Within brain tissues, DHA preferentially accumulates in growth cones, synaptosomes, astrocytes, myelin, microsomal, and mitochondrial membranes [19], [20], [21], [22], [23], [24]. DHA is predominantly acetylated into the sn-2 position of the phospholipids phosphatidylethanolamine and phosphatidylserine, and saturated fatty acids, predominantly stearic acid or palmitic acid, occupy the sn-1 position [25]. Fatty acids are mobilized from membrane phospholipids by PLA₂-mediated hydrolyses of the acyl ester bond. The calcium-independent iPLA₂ and PlsEtn-PLA₂ isoforms mobilize DHA, and the calcium-dependent cPLA₂ isoform preferentially mobilizes the omega-6 fatty acid arachidonic acid [26]. Once mobilized, DHA may act as a second messenger in the modulation of synaptic signal transduction pathways [27], is metabolized into anti-inflammatory docosanoids [28], is degraded by β-oxidation or peroxidation [29], or is reacylated into membrane phospholipids by aceyltransferases.

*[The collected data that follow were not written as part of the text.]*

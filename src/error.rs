//! Error types for wxlink operations
//!
//! All recoverable conditions are surfaced as [`WxlinkError`] at the
//! component boundary; nothing here is expected to abort the process.

use thiserror::Error;

/// Result type alias for wxlink operations
pub type Result<T> = std::result::Result<T, WxlinkError>;

/// Error types for session, stream and command operations
#[derive(Error, Debug)]
pub enum WxlinkError {
    /// Empty or unparseable device address, rejected before any I/O
    #[error("invalid endpoint: {0}")]
    InvalidEndpoint(String),

    /// Stream send attempted outside the `Connected` state
    #[error("not connected to device")]
    NotConnected,

    /// Non-numeric manual override input, rejected before any state change
    #[error("invalid override value: {0:?}")]
    InvalidOverrideValue(String),

    /// Connection open/close or in-flight stream failure
    #[error("transport error: {0}")]
    Transport(String),

    /// Command channel request failures
    #[error("HTTP request failed: {0}")]
    Http(#[from] reqwest::Error),
}

impl WxlinkError {
    /// Create an invalid endpoint error
    pub fn invalid_endpoint(message: impl Into<String>) -> Self {
        Self::InvalidEndpoint(message.into())
    }

    /// Create a transport error
    pub fn transport(message: impl Into<String>) -> Self {
        Self::Transport(message.into())
    }
}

It has been estimated that approximately 2–8% of brain DHA is replaced daily due to metabolism, and DHA has a loss half-life in total brain phospholipids of 33 days under steady-state ALA intake [30], [31].

The dynamics associated with brain DHA accrual during perinatal development, and the consequences of deficits in perinatal brain DHA accrual on brain maturation and function, have been most extensively characterized in rodents, and preliminarily characterized in nonhuman primates and humans.